Accès aux soins, hôpital, dépendance, handicap, organisation du système, prévention, innovation : dans le domaine de la santé, tout ou presque oppose Emmanuel Macron et Marine Le Pen. Les deux candidats à l’Elysée partagent tout de même un point commun. Aucun n’a peur de bousculer les médecins de ville.
C’est la nouveauté du cru 2022 par rapport aux précédentes élections présidentielles : les aspirants à la fonction suprême ne cherchent plus à séduire les docteurs mais à satisfaire en priorité les patients, quitte à proposer des mesures très impopulaires auprès de la communauté médicale.
La montée en puissance de la désertification médicale joue dans ce changement de paradigme. Dix pour cent de la population n’a pas de médecin traitant. Ce phénomène a une répercussion directe sur les urgences hospitalières, elles-mêmes en mal de soignants.
« Temps patient ». Pour améliorer l’accès aux soins des Français, Emmanuel Macron est celui qui a tiré le plus vite et le plus loin, lors de sa conférence de presse fleuve du 17 mars. Prenant soin de ne jamais employer les mots qui fâchent, celui qui préfère parler de « temps patient » plutôt que de « temps médical » a remis en question la sacro-sainte liberté de participation des docteurs à la permanence des soins ambulatoires (PDSA). Derrière cet acronyme se cache le résultat d’une négociation ardue menée il y a vingt ans par les médecins de ville pour supprimer l’obligation des gardes les soirs, week-ends et jours fériés.
Or, cette décision a entraîné des tensions dans les bassins de vie les moins bien dotés en généralistes. La semaine dernière, le conseil national de l’Ordre des médecins a fait le constat d’une « dégradation de la couverture territoriale » dans l’accès en continu aux soins. Seuls 38,5% des praticiens de ville se sont portés volontaires en 2021 pour effectuer au moins une garde sur l’année.
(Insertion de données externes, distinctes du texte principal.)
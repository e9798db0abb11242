//! Name-derivation helpers shared by every renderer.
//!
//! All derived identifiers (Python class names, file names, XML ids, display
//! labels) funnel through this module so that cross-file references always
//! agree. Renderers must never re-derive a name with their own string logic.

use convert_case::{Case, Casing};

/// Acronyms restored after title-casing a label.
const ACRONYMS: &[(&str, &str)] = &[
    ("Id", "ID"),
    ("Url", "URL"),
    ("Html", "HTML"),
    ("Xml", "XML"),
    ("Api", "API"),
    ("Ui", "UI"),
];

/// Sanitize arbitrary text into a legal field identifier.
///
/// Lowercases, collapses every run of non-alphanumeric characters into a
/// single underscore, trims leading/trailing underscores, and prefixes
/// `field_` when the result would start with a digit.
#[must_use]
pub fn sanitize_identifier(raw: &str) -> String {
    let cleaned = collapse_to_snake(raw);
    if cleaned.chars().next().is_some_and(|c| c.is_ascii_digit()) {
        format!("field_{cleaned}")
    } else {
        cleaned
    }
}

/// Sanitize arbitrary text into a legal addon directory name.
///
/// Same collapsing policy as [`sanitize_identifier`] but without the
/// digit-prefix rule; a module directory may start with a digit.
#[must_use]
pub fn sanitize_module_name(raw: &str) -> String {
    collapse_to_snake(raw)
}

fn collapse_to_snake(raw: &str) -> String {
    let mut out = String::with_capacity(raw.len());
    let mut previous_was_separator = false;
    for c in raw.chars() {
        if c.is_ascii_alphanumeric() {
            out.push(c.to_ascii_lowercase());
            previous_was_separator = false;
        } else if !previous_was_separator {
            out.push('_');
            previous_was_separator = true;
        }
    }
    out.trim_matches('_').to_string()
}

/// Turn a snake_case identifier into a human-readable label.
///
/// Underscores become spaces, words are title-cased, and a fixed acronym
/// dictionary restores casing for common abbreviations: `user_id` → `User ID`.
#[must_use]
pub fn humanize(identifier: &str) -> String {
    identifier
        .to_case(Case::Title)
        .split(' ')
        .map(|word| {
            ACRONYMS
                .iter()
                .find(|(from, _)| *from == word)
                .map_or(word, |(_, to)| *to)
        })
        .collect::<Vec<_>>()
        .join(" ")
}

/// Derive the Python class name from a dotted model name.
///
/// Splits on `.`, capitalizes each segment, concatenates:
/// `event.custom` → `EventCustom`.
#[must_use]
pub fn class_name(model_name: &str) -> String {
    model_name
        .split('.')
        .map(capitalize)
        .collect::<String>()
}

/// Derive a human-readable model description from a dotted model name.
///
/// `event.registration` → `Event Registration`.
#[must_use]
pub fn describe_model(model_name: &str) -> String {
    model_name
        .split('.')
        .flat_map(|segment| segment.split('_'))
        .filter(|part| !part.is_empty())
        .map(capitalize)
        .collect::<Vec<_>>()
        .join(" ")
}

/// Derive the snake token used in file names and XML ids.
///
/// Replaces each `.` with `_`: `event.custom` → `event_custom`. Every
/// per-model artifact (source file, view/menu/demo files, record ids) embeds
/// this token verbatim.
#[must_use]
pub fn table_suffix(model_name: &str) -> String {
    model_name.replace('.', "_")
}

/// snake_case conversion for arbitrary input.
#[must_use]
pub fn to_snake_case(raw: &str) -> String {
    raw.to_case(Case::Snake)
}

/// PascalCase conversion for arbitrary input.
#[must_use]
pub fn to_pascal_case(raw: &str) -> String {
    raw.to_case(Case::Pascal)
}

fn capitalize(segment: &str) -> String {
    let mut chars = segment.chars();
    chars.next().map_or_else(String::new, |first| {
        first.to_uppercase().collect::<String>() + chars.as_str()
    })
}
//! CLI command implementations

pub mod generate;
pub mod init;
pub mod list;
pub mod validate;

pub use generate::GenerateCommand;
pub use init::InitCommand;
pub use list::{ListCommand, ListTopic};
pub use validate::ValidateCommand;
Poussé par la puissante Fédération hospitalière de France (FHF) et son président Frédéric Valletoux, qui veut rétablir les gardes obligatoires pour les médecins de ville le plus vite possible, Emmanuel Macron s’est dit « prêt à mettre des moyens, mais de manière différenciée, si sur un territoire, on a des médecins qui sont prêts à dégager du temps pour refaire (…) de la continuité des soins qu’on a abandonnée dans notre pays depuis quinze ans, ce qui pose un très gros problème et crée à la fois des déserts médicaux et de la thrombose dans les urgences ». Le candidat dit « assumer un renfort massif dans les déserts médicaux avec des permanences ponctuelles dans les territoires les moins dotés ».
Marine Le Pen veut quant à elle « organiser un partenariat » entre les services d’urgences et les cabinets médicaux libéraux vers qui réorienter les patients qui se présentent à l’hôpital pour des soins pouvant être traités en ville. Une idée qui rappelle celle que l’actuel ministre de la Santé, Olivier Véran, avait défendue en 2018 (il était alors député LREM) en proposant de rémunérer l’hôpital pour chaque patient non soigné aux urgences et renvoyé vers la ville. La bronca du monde médical avait été totale.
Non remboursé. Dans quelques mois, comme tous les cinq ans, les syndicats de médecins libéraux et l’Assurance-maladie vont entamer d’âpres négociations tarifaires. Dans un contexte électoral, les politiques prennent traditionnellement position en faveur d’une revalorisation de la consultation médicale (Valérie Pécresse proposait ainsi 30 euros au lieu de 25), ce que la profession apprécie bien évidemment.
Ce n’est pas le cas d’Emmanuel Macron, qui veut sortir le plus possible de la logique du paiement à l’acte. Idem pour Marine Le Pen, qui préfère moduler le montant de la consultation selon le lieu d’installation, le rendant plus attractif dans les déserts. Une idée saugrenue pour une grande partie du corps médical, tant la sectorisation des zones sur et sous-dotées, effectué par les agences régionales de santé, est complexe et mouvante.
Côté régulation, Emmanuel Macron ne risque pas davantage de récolter les applaudissements des soignants de ville. L’hôte de l’Elysée veut restreindre les installations dans les lieux déjà bien pourvus en médecins. Ceux qui voudront y poser leur plaque malgré tout ne pourront pas proposer de soins remboursés à leurs patients. Une mesure radicale régulièrement poussée au Parlement par une partie de la gauche mais systématiquement rejetée par le pouvoir en place. Y compris ces cinq dernières années.